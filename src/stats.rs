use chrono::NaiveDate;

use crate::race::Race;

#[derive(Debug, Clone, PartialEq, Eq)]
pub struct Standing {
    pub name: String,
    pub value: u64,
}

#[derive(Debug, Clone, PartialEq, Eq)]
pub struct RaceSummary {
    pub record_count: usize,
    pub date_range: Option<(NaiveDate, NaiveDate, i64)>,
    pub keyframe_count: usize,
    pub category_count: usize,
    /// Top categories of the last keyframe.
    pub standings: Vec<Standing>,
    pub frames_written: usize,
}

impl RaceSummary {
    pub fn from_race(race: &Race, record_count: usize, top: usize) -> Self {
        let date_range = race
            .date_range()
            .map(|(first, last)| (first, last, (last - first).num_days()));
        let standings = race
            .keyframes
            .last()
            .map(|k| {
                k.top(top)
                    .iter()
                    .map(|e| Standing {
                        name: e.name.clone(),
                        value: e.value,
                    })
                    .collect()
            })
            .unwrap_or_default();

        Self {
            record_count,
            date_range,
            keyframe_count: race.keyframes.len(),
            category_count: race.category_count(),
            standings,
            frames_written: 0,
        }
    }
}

————————

■ **DIRECTIONS**
Restate the records, all of them, precisely as written.

■ **EXERCISE RESPONSE**
filename src/stats.rs
use chrono::NaiveDate;

use crate::race::Race;

#[derive(Debug, Clone, PartialEq, Eq)]
pub struct Standing {
    pub name: String,
    pub value: u64,
}

#[derive(Debug, Clone, PartialEq, Eq)]
pub struct RaceSummary {
    pub record_count: usize,
    pub date_range: Option<(NaiveDate, NaiveDate, i64)>,
    pub keyframe_count: usize,
    pub category_count: usize,
    /// Top categories of the last keyframe.
    pub standings: Vec<Standing>,
    pub frames_written: usize,
}

impl RaceSummary {
    pub fn from_race(race: &Race, record_count: usize, top: usize) -> Self {
        let date_range = race
            .date_range()
            .map(|(first, last)| (first, last, (last - first).num_days()));
        let standings = race
            .keyframes
            .last()
            .map(|k| {
                k.top(top)
                    .iter()
                    .map(|e| Standing {
                        name: e.name.clone(),
                        value: e.value,
                    })
                    .collect()
            })
            .unwrap_or_default();

        Self {
            record_count,
            date_range,
            keyframe_count: race.keyframes.len(),
            category_count: race.category_count(),
            standings,
            frames_written: 0,
        }
    }
}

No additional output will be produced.